L’histoire singulière et les sites incontournables à connaître pour profiter pleinement de Gunkanjima (Hashima)

L’histoire singulière et les sites incontournables à connaître pour profiter pleinement de Gunkanjima (Hashima)

Rédigé par :  GOOD LUCK TRIP

Gunkanjima (Hashima) attire l’attention par son histoire singulière et son paysage insolite, marqué par une succession de bâtiments en béton à l’abandon.
Il est interdit d’y débarquer individuellement : la participation à une excursion est obligatoire, ce qui rend sa visite relativement difficile.
Cet article présente son histoire particulière et ses sites éphémères à ceux qui ne connaissent de Gunkanjima (Hashima) que le nom.

Qu’est-ce que Gunkanjima (Hashima) ?

Hashima se trouve à environ 40 minutes en bateau du port de Nagasaki, dans la ville de Nagasaki, préfecture de Nagasaki.
Avec ses immeubles en béton armé densément regroupés, sa silhouette évoque le cuirassé Tosa construit par l’armée japonaise, ce qui lui a valu le surnom de « Gunkanjima », l’île navire de guerre.
Cette île artificielle a été créée en remblayant les récifs pour exploiter une mine de charbon. Elle ne mesure qu’environ 6,3 ha, pour 480 m de long et 160 m de large.
À son apogée, près de 5 300 personnes vivaient sur cette petite île.
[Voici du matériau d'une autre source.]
/*!
 * Size-Segregated Pools
 * Growable slab pools bucketed by size class
 */

use super::object_pool::SlabPool;
use crate::core::errors::{MemoryError, MemoryResult};
use crate::core::limits::{CACHE_LINE_SIZE, MAX_POOL_CHUNKS, MAX_SIZE_CLASS, SIZE_CLASSES};
use crate::core::types::{Address, Size};
use crate::memory::traits::{BlockAllocator, Pool};
use crate::memory::types::{AllocatorUsage, PoolStats};
use parking_lot::RwLock;
use std::ptr::NonNull;
use std::sync::atomic::{AtomicU64, Ordering};
use tracing::debug;

/// Chunks stop doubling after this many growth steps
const MAX_GROWTH_SHIFT: usize = 6;

/// Pool of one slot size that grows by adding slab chunks.
///
/// Chunk `n` holds `initial_slots << n` slots (capped), so capacity roughly
/// doubles per growth step. Empty chunks past the first can be released by
/// `try_shrink`.
pub struct DynamicPool {
    slot_size: Size,
    slot_align: usize,
    initial_slots: usize,
    max_chunks: usize,
    chunks: RwLock<Vec<SlabPool>>,
    grow_events: AtomicU64,
    shrink_events: AtomicU64,
    failed: AtomicU64,
}

impl DynamicPool {
    pub fn new(slot_size: Size, slot_align: usize, initial_slots: usize) -> MemoryResult<Self> {
        Self::with_max_chunks(slot_size, slot_align, initial_slots, MAX_POOL_CHUNKS)
    }

    pub fn with_max_chunks(
        slot_size: Size,
        slot_align: usize,
        initial_slots: usize,
        max_chunks: usize,
    ) -> MemoryResult<Self> {
        if max_chunks == 0 {
            return Err(MemoryError::InvalidConfig(
                "dynamic pool needs at least one chunk".into(),
            ));
        }
        let first = SlabPool::new(slot_size, slot_align, initial_slots)?;
        Ok(Self {
            slot_size: first.stride(),
            slot_align,
            initial_slots,
            max_chunks,
            chunks: RwLock::new(vec![first]),
            grow_events: AtomicU64::new(0),
            shrink_events: AtomicU64::new(0),
            failed: AtomicU64::new(0),
        })
    }

    pub fn allocate(&self) -> Option<NonNull<u8>> {
        {
            let chunks = self.chunks.read();
            if let Some(ptr) = chunks.iter().rev().find_map(SlabPool::allocate) {
                return Some(ptr);
            }
        }
        self.grow_and_allocate()
    }

    fn grow_and_allocate(&self) -> Option<NonNull<u8>> {
        let mut chunks = self.chunks.write();
        // Another thread may have grown or freed while we waited
        if let Some(ptr) = chunks.iter().rev().find_map(SlabPool::allocate) {
            return Some(ptr);
        }
        if chunks.len() >= self.max_chunks {
            drop(chunks);
            self.failed.fetch_add(1, Ordering::Relaxed);
            return None;
        }

        let slots = self.initial_slots << chunks.len().min(MAX_GROWTH_SHIFT);
        let chunk = match SlabPool::new(self.slot_size, self.slot_align, slots) {
            Ok(chunk) => chunk,
            Err(_) => {
                drop(chunks);
                self.failed.fetch_add(1, Ordering::Relaxed);
                return None;
            }
        };
        let ptr = chunk.allocate();
        chunks.push(chunk);
        let chunk_count = chunks.len();
        drop(chunks);

        self.grow_events.fetch_add(1, Ordering::Relaxed);
        debug!(
            slot_size = self.slot_size,
            slots,
            chunks = chunk_count,
            "Dynamic pool grew"
        );
        ptr
    }

    pub fn deallocate(&self, ptr: NonNull<u8>) -> MemoryResult<()> {
        let address = ptr.as_ptr() as Address;
        let chunks = self.chunks.read();
        match chunks.iter().find(|chunk| chunk.owns(address)) {
            Some(chunk) => chunk.deallocate(ptr),
            None => Err(MemoryError::ForeignPointer {
                address,
                owner: "dynamic pool",
            }),
        }
    }

    pub fn owns(&self, address: Address) -> bool {
        self.chunks.read().iter().any(|chunk| chunk.owns(address))
    }

    /// Drop empty chunks beyond the first, returning the bytes released
    pub fn try_shrink(&self) -> Size {
        let mut chunks = self.chunks.write();
        let before: Size = chunks.iter().map(SlabPool::reserved_bytes).sum();
        let mut index = 0;
        chunks.retain(|chunk| {
            index += 1;
            index == 1 || !chunk.is_empty()
        });
        let after: Size = chunks.iter().map(SlabPool::reserved_bytes).sum();
        drop(chunks);

        let freed = before - after;
        if freed > 0 {
            self.shrink_events.fetch_add(1, Ordering::Relaxed);
        }
        freed
    }

    pub fn reserved_bytes(&self) -> Size {
        self.chunks.read().iter().map(SlabPool::reserved_bytes).sum()
    }
}

impl Pool for DynamicPool {
    fn slot_size(&self) -> Size {
        self.slot_size
    }

    fn slot_align(&self) -> usize {
        self.slot_align
    }

    fn allocate(&self) -> Option<NonNull<u8>> {
        DynamicPool::allocate(self)
    }

    fn deallocate(&self, ptr: NonNull<u8>) -> MemoryResult<()> {
        DynamicPool::deallocate(self, ptr)
    }

    fn owns(&self, address: Address) -> bool {
        DynamicPool::owns(self, address)
    }

    fn stats(&self) -> PoolStats {
        let chunks = self.chunks.read();
        let mut stats = PoolStats {
            slot_size: self.slot_size,
            chunks: chunks.len(),
            failed_allocations: self.failed.load(Ordering::Relaxed),
            grow_events: self.grow_events.load(Ordering::Relaxed),
            shrink_events: self.shrink_events.load(Ordering::Relaxed),
            ..PoolStats::default()
        };
        for chunk in chunks.iter() {
            let chunk_stats = Pool::stats(chunk);
            stats.capacity += chunk_stats.capacity;
            stats.used += chunk_stats.used;
            stats.allocations += chunk_stats.allocations;
            stats.deallocations += chunk_stats.deallocations;
        }
        stats
    }

    fn try_shrink(&self) -> Size {
        DynamicPool::try_shrink(self)
    }
}

/// Natural alignment of slots in a class: the lowest set bit of the class
/// size, capped by the cache-line base alignment of every chunk.
#[inline]
fn class_alignment(class: Size) -> usize {
    (1usize << class.trailing_zeros()).min(CACHE_LINE_SIZE)
}

/// Smallest class that holds `size` bytes at `align`
pub fn size_class_index(size: Size, align: usize) -> Option<usize> {
    let size = size.max(1);
    SIZE_CLASSES
        .iter()
        .position(|&class| class >= size && class_alignment(class) >= align)
}

/// Set of dynamic pools, one per size class.
///
/// Requests round up to the nearest class whose natural alignment satisfies
/// the request. Anything above the largest class returns `None` so the
/// caller can fall back to a general allocator.
pub struct SegregatedPools {
    classes: Vec<DynamicPool>,
}

impl SegregatedPools {
    pub fn new(initial_slots: usize) -> MemoryResult<Self> {
        let classes = SIZE_CLASSES
            .iter()
            .map(|&class| {
                // Keep the first chunk of big classes modest
                let slots = (initial_slots * SIZE_CLASSES[0] / class).max(16);
                DynamicPool::new(class, class_alignment(class), slots)
            })
            .collect::<MemoryResult<Vec<_>>>()?;
        Ok(Self { classes })
    }

    pub fn allocate(&self, size: Size, align: usize) -> Option<NonNull<u8>> {
        if size > MAX_SIZE_CLASS {
            return None;
        }
        let index = size_class_index(size, align)?;
        self.classes[index].allocate()
    }

    pub fn deallocate(&self, ptr: NonNull<u8>) -> MemoryResult<()> {
        let address = ptr.as_ptr() as Address;
        match self.classes.iter().find(|pool| pool.owns(address)) {
            Some(pool) => pool.deallocate(ptr),
            None => Err(MemoryError::ForeignPointer {
                address,
                owner: "segregated pools",
            }),
        }
    }

    pub fn owns(&self, address: Address) -> bool {
        self.classes.iter().any(|pool| pool.owns(address))
    }

    /// Slot size that would serve a request
    pub fn class_size_for(&self, size: Size, align: usize) -> Option<Size> {
        size_class_index(size, align).map(|index| SIZE_CLASSES[index])
    }

    /// Statistics per class, smallest first
    pub fn class_stats(&self) -> Vec<PoolStats> {
        self.classes.iter().map(Pool::stats).collect()
    }

    pub fn try_shrink(&self) -> Size {
        self.classes.iter().map(DynamicPool::try_shrink).sum()
    }
}

impl BlockAllocator for SegregatedPools {
    fn allocate(&self, size: Size, align: usize) -> Option<NonNull<u8>> {
        SegregatedPools::allocate(self, size, align)
    }

    fn deallocate(&self, ptr: NonNull<u8>) -> MemoryResult<()> {
        SegregatedPools::deallocate(self, ptr)
    }

    fn owns(&self, address: Address) -> bool {
        SegregatedPools::owns(self, address)
    }

    fn usage(&self) -> AllocatorUsage {
        self.classes.iter().fold(AllocatorUsage::default(), |mut usage, pool| {
            let stats = Pool::stats(pool);
            usage.capacity += pool.reserved_bytes();
            usage.used += stats.used * stats.slot_size;
            usage.live_blocks += stats.used;
            usage
        })
    }
}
Sa densité de population, environ neuf fois supérieure à celle des 23 arrondissements de Tokyo à l’époque, était la plus élevée au monde.

Lorsque le pétrole a remplacé le charbon comme principale source d’énergie, la mine a fermé et tous les habitants ont quitté Gunkanjima (Hashima).
Aujourd’hui inhabitée, l’île conserve néanmoins ses bâtiments à l’abandon.
En 2015, elle a été inscrite au patrimoine culturel mondial comme l’un des « Sites de la révolution industrielle Meiji au Japon : sidérurgie, construction navale et extraction houillère ».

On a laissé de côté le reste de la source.